Problem to solve: Where a line in the listing below holds the word "ConventionResolver", count that line; give the total alone.

Start of Block

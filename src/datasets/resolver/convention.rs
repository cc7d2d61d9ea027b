use super::{replace_extension, SamplePaths};
use crate::datasets::error::{DatasetError, DatasetResult};
use crate::datasets::Stage;
use std::path::{Path, PathBuf};
use walkdir::WalkDir;

/// Substring that marks the garment file inside a sequence's garment folder.
pub const GARMENT_MARKER: &str = "cloth";
const MASK_MARKER: &str = "mask";
const LABEL_SUFFIX: &str = "_label";

/// Video-frame layout: `lip_{mode}_frames/{sequence-id}/{frame}.png` with parsing,
/// keypoint and garment folders keyed by the same sequence id.
#[derive(Debug, Clone)]
pub struct ConventionResolver {
    root: PathBuf,
    datamode: String,
    stage: Stage,
    frames: Vec<PathBuf>,
}

impl ConventionResolver {
    pub fn new(root: impl Into<PathBuf>, datamode: &str, stage: Stage) -> DatasetResult<Self> {
        let root = root.into();
        let frames_dir = root.join(format!("lip_{datamode}_frames"));
        if !frames_dir.is_dir() {
            return Err(DatasetError::MissingFramesDir { path: frames_dir });
        }
        let mut frames = Vec::new();
        for entry in WalkDir::new(&frames_dir)
            .min_depth(2)
            .max_depth(2)
            .sort_by_file_name()
        {
            let entry = entry.map_err(|e| {
                let path = e.path().unwrap_or(&frames_dir).to_path_buf();
                match e.into_io_error() {
                    Some(source) => DatasetError::Io { path, source },
                    None => DatasetError::Config(format!("cannot walk {}", path.display())),
                }
            })?;
            let is_png = entry.path().extension().map_or(false, |ext| ext == "png");
            if entry.file_type().is_file() && is_png {
                frames.push(entry.into_path());
            }
        }
        if frames.is_empty() {
            log::warn!("no frames found under {}", frames_dir.display());
        } else {
            log::info!("found {} frames under {}", frames.len(), frames_dir.display());
        }
        Ok(Self {
            root,
            datamode: datamode.to_string(),
            stage,
            frames,
        })
    }

    pub fn len(&self) -> usize {
        self.frames.len()
    }

    pub fn is_empty(&self) -> bool {
        self.frames.is_empty()
    }

    pub fn resolve(&self, index: usize) -> DatasetResult<SamplePaths> {
        let frame = self
            .frames
            .get(index)
            .ok_or(DatasetError::IndexOutOfRange {
                index,
                len: self.len(),
            })?;
        let seq = sequence_id(frame);
        let frame_file = file_name(frame);

        let garment_dir = self.root.join(self.stage.vvt_cloth_folder()).join(&seq);
        let garment_file = find_garment(&garment_dir)?;
        let garment_mask = match self.stage {
            Stage::Gmm => garment_dir.join(replace_extension(
                &garment_file,
                &format!("_{MASK_MARKER}{}", dotted_extension(&garment_file)),
            )),
            Stage::Tom => self.root.join("warp-mask").join(&seq).join(&garment_file),
        };

        let parsing_dir = self
            .root
            .join(format!("lip_{}_frames_parsing", self.datamode))
            .join(&seq);
        let keypoints = self
            .root
            .join(format!("lip_{}_frames_keypoint", self.datamode))
            .join(&seq)
            .join(replace_extension(&frame_file, "_keypoints.json"));

        Ok(SamplePaths {
            person_name: format!("{seq}/{frame_file}"),
            person_image: frame.clone(),
            segmentation: segmentation_path(&parsing_dir, &frame_file)?,
            keypoints,
            garment_name: format!("{seq}/{garment_file}.FOR.{frame_file}"),
            garment_image: garment_dir.join(&garment_file),
            garment_mask,
        })
    }
}

fn file_name(path: &Path) -> String {
    path.file_name()
        .map(|n| n.to_string_lossy().into_owned())
        .unwrap_or_default()
}

/// Frames are grouped by their parent folder.
fn sequence_id(frame: &Path) -> String {
    frame.parent().map(file_name).unwrap_or_default()
}

fn dotted_extension(name: &str) -> String {
    Path::new(name)
        .extension()
        .map(|e| format!(".{}", e.to_string_lossy()))
        .unwrap_or_default()
}

fn find_garment(dir: &Path) -> DatasetResult<String> {
    let missing = || DatasetError::MissingGarment {
        dir: dir.to_path_buf(),
        marker: GARMENT_MARKER,
    };
    let entries = match std::fs::read_dir(dir) {
        Ok(entries) => entries,
        Err(e) if e.kind() == std::io::ErrorKind::NotFound => return Err(missing()),
        Err(e) => return Err(DatasetError::io(dir, e)),
    };
    let mut candidates = Vec::new();
    for entry in entries {
        let entry = entry.map_err(|e| DatasetError::io(dir, e))?;
        let name = entry.file_name().to_string_lossy().into_owned();
        if name.contains(GARMENT_MARKER) && !name.contains(MASK_MARKER) {
            candidates.push(name);
        }
    }
    candidates.sort();
    candidates.into_iter().next().ok_or_else(missing)
}

/// `{frame}_label.png`, or `{frame}.png` when the labelled name is absent.
fn segmentation_path(parsing_dir: &Path, frame_file: &str) -> DatasetResult<PathBuf> {
    let labelled = parsing_dir.join(replace_extension(frame_file, &format!("{LABEL_SUFFIX}.png")));
    if labelled.is_file() {
        return Ok(labelled);
    }
    let plain = parsing_dir.join(replace_extension(frame_file, ".png"));
    if plain.is_file() {
        log::warn!("no {}, using {}", labelled.display(), plain.display());
        return Ok(plain);
    }
    Err(DatasetError::MissingSegmentation { labelled, plain })
}
use log4rs::{
    append::{
        console::{ConsoleAppender, Target},
        file::FileAppender,
    },
    config::{Appender, Config, Root},
    encode::pattern::PatternEncoder,
    filter::threshold::ThresholdFilter,
};

pub fn build_log_config(checker: &crate::core::parser::Checker) -> anyhow::Result<log4rs::Config> {
    let level = log::LevelFilter::Info;
    let mut log_path = std::path::PathBuf::from(&checker.recoder_home).join(&checker.name);
    if !log_path.exists() {
        std::fs::create_dir_all(&log_path)?;
    }

    log_path.push(chrono::Local::now().format("%Y%m-%d--%H:%M:%S").to_string() + ".log");

    let stderr = ConsoleAppender::builder().target(Target::Stderr).build();

    // Pattern: https://docs.rs/log4rs/*/log4rs/encode/pattern/index.html
    let logfile = FileAppender::builder()
        .encoder(Box::new(PatternEncoder::new(
            "{d(%+)(utc)} [{f}:{L}] {h({l})} -> {m}{n}",
        )))
        .build(log_path)?;

    // everything goes to the file, stderr only gets `level` and above
    let config = Config::builder()
        .appender(Appender::builder().build("logfile", Box::new(logfile)))
        .appender(
            Appender::builder()
                .filter(Box::new(ThresholdFilter::new(level)))
                .build("stderr", Box::new(stderr)),
        )
        .build(
            Root::builder()
                .appender("logfile")
                .appender("stderr")
                .build(log::LevelFilter::Trace),
        )?;

    Ok(config)
}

End of Block

Written response: 2